It can be seen from the above that *rmutil* and *SuppDists* do not agree
with `pchisq`

to any significant figures, meaning that the relative
error is close to 100%, while *STAR* manages 3 significant figures.
*statmod* on the other hand continues to agree with `pchisq`

to 15
significant figures.

Now consider the problem of computing the quantile function \(q(p;\mu,\phi)\). The quantile function computes \(q\) satisfying \(P(X\le q)=p\).

If \(q_n\) is an initial approximation to \(q\), then Newton’s method is a natural choice for refining the estimate.
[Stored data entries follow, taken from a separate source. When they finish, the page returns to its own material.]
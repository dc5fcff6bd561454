//! Transport boundary between the client and the service connection.
//!
//! # Architecture
//!
//! ```text
//!  caller threads                 delivery thread (current-thread tokio runtime)
//! ┌──────────────┐  send(text)   ┌───────────────────────────────────────────┐
//! │ Client::call │ ─────────────►│ outbound queue ──► socket                 │
//! └──────────────┘               │ socket ──► FrameHandler::on_frame(text)   │
//!                                │ end of stream ──► FrameHandler::on_close  │
//!                                └───────────────────────────────────────────┘
//! ```
//!
//! `send` never blocks on the network: it enqueues and returns. Inbound frames
//! are handed to the [`FrameHandler`] one at a time, in arrival order, on the
//! delivery thread.

mod websocket;

use std::future::Future;
use std::sync::atomic::{AtomicBool, Ordering};
use std::sync::Arc;
use std::thread::{self, JoinHandle};
use std::time::Duration;

use parking_lot::Mutex;
use tokio::sync::mpsc::{self, UnboundedReceiver, UnboundedSender};
use tracing::{debug, info, warn};
use url::Url;

use crate::error::TransportError;

pub use websocket::WsTransport;

/// Outbound half of a duplex text-frame channel.
pub trait Transport: Send + Sync {
    /// Queue one text frame. Fails with `NotOpen` once the channel is gone.
    fn send(&self, text: &str) -> Result<(), TransportError>;

    /// Ask the connection to shut down. `on_close` follows on the delivery thread.
    fn close(&self);

    fn is_open(&self) -> bool;
}

/// Inbound half: receives frames and the end-of-connection notice.
pub trait FrameHandler: Send + Sync {
    fn on_frame(&self, text: &str);

    /// Called exactly once, after the last frame.
    fn on_close(&self, reason: &str);
}

/// Connect to a `ws://` or `wss://` endpoint.
pub fn connect(
    endpoint: &str,
    handler: Arc<dyn FrameHandler>,
    connect_timeout: Duration,
) -> Result<Arc<dyn Transport>, TransportError> {
    let url = Url::parse(endpoint).map_err(|e| TransportError::InvalidEndpoint {
        endpoint: endpoint.to_string(),
        reason: e.to_string(),
    })?;

    match url.scheme() {
        "ws" | "wss" => Ok(Arc::new(WsTransport::connect(
            url.as_str(),
            handler,
            connect_timeout,
        )?)),
        other => Err(TransportError::InvalidEndpoint {
            endpoint: endpoint.to_string(),
            reason: format!("unsupported scheme '{other}'"),
        }),
    }
}

/// Item on a delivery thread's outbound queue.
pub(crate) enum Outgoing {
    Frame(String),
    Close,
}

/// Synchronous handle to a running delivery thread.
pub(crate) struct DeliveryHandle {
    outbound: UnboundedSender<Outgoing>,
    open: Arc<AtomicBool>,
    thread: Mutex<Option<JoinHandle<()>>>,
}

impl DeliveryHandle {
    /// Spawn a named delivery thread, connect on it and start pumping.
    ///
    /// Returns once the connection is established (or failed). After that,
    /// `pump` owns the connection until it returns the close reason, which is
    /// passed to `handler.on_close`.
    pub(crate) fn spawn<Conn, C, CF, P, PF>(
        thread_name: &str,
        connect_timeout: Duration,
        handler: Arc<dyn FrameHandler>,
        connect: C,
        pump: P,
    ) -> Result<Self, TransportError>
    where
        Conn: 'static,
        C: FnOnce() -> CF + Send + 'static,
        CF: Future<Output = Result<Conn, TransportError>>,
        P: FnOnce(Conn, UnboundedReceiver<Outgoing>, Arc<dyn FrameHandler>) -> PF + Send + 'static,
        PF: Future<Output = String>,
    {
        let (outbound, outbound_rx) = mpsc::unbounded_channel();
        let open = Arc::new(AtomicBool::new(false));
        let (ready_tx, ready_rx) = std::sync::mpsc::sync_channel::<Result<(), TransportError>>(1);

        let thread_open = Arc::clone(&open);
        let thread = thread::Builder::new()
            .name(thread_name.to_string())
            .spawn(move || {
                let runtime = match tokio::runtime::Builder::new_current_thread()
                    .enable_all()
                    .build()
                {
                    Ok(runtime) => runtime,
                    Err(e) => {
                        let _ = ready_tx.send(Err(TransportError::Connect(format!(
                            "failed to build runtime: {e}"
                        ))));
                        return;
                    }
                };

                runtime.block_on(async move {
                    let conn = match tokio::time::timeout(connect_timeout, connect()).await {
                        Ok(Ok(conn)) => conn,
                        Ok(Err(e)) => {
                            let _ = ready_tx.send(Err(e));
                            return;
                        }
                        Err(_) => {
                            let _ = ready_tx.send(Err(TransportError::Connect(format!(
                                "timed out after {connect_timeout:?}"
                            ))));
                            return;
                        }
                    };

                    thread_open.store(true, Ordering::SeqCst);
                    let _ = ready_tx.send(Ok(()));

                    let reason = pump(conn, outbound_rx, Arc::clone(&handler)).await;
                    thread_open.store(false, Ordering::SeqCst);
                    info!("Transport closed: {}", reason);
                    handler.on_close(&reason);
                });
            })
            .map_err(|e| TransportError::Connect(format!("failed to spawn delivery thread: {e}")))?;

        match ready_rx.recv() {
            Ok(Ok(())) => Ok(Self {
                outbound,
                open,
                thread: Mutex::new(Some(thread)),
            }),
            Ok(Err(e)) => {
                let _ = thread.join();
                Err(e)
            }
            Err(_) => {
                let _ = thread.join();
                Err(TransportError::Connect(
                    "delivery thread exited during connect".to_string(),
                ))
            }
        }
    }

    pub(crate) fn send(&self, text: &str) -> Result<(), TransportError> {
        if !self.is_open() {
            return Err(TransportError::NotOpen);
        }
        self.outbound
            .send(Outgoing::Frame(text.to_string()))
            .map_err(|_| TransportError::NotOpen)
    }

    pub(crate) fn close(&self) {
        if self.outbound.send(Outgoing::Close).is_err() {
            debug!("Close requested on an already stopped transport");
        }
    }

    pub(crate) fn is_open(&self) -> bool {
        self.open.load(Ordering::SeqCst)
    }
}

impl Drop for DeliveryHandle {
    fn drop(&mut self) {
        self.close();
        let Some(thread) = self.thread.lock().take() else {
            return;
        };
        // The last handle can be dropped from inside a frame handler.
        if thread.thread().id() == thread::current().id() {
            return;
        }
        if thread.join().is_err() {
            warn!("Transport delivery thread panicked");
        }
    }
}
Newton’s method gives the updated estimate as \[q_{n+1}=q_n+\frac{p-p(q_n;\mu,\phi)}{d(q_n;\mu,\phi)}.\] For right-tail probabilities, the Newton step is almost the same: \[q_{n+1}=q_n-\frac{p-\bar p(q_n;\mu,\phi)}{d(q_n;\mu,\phi)}\] where now \(P(X> q)=p\). Newton’s method is very attractive because it is quadratically convergent if started sufficiently close to the required value. It is hard however to characterize how close the starting value needs to be to achieve convergence and in general there is no guarantee that the Newton iteration will not diverge or give impossible values such as \(q<0\) or \(q=\infty\). Our approach is to derive simple conditions on the starting values such that the Newton iteration always converges and does so without any backtracking. We call this behavior monotonic convergence.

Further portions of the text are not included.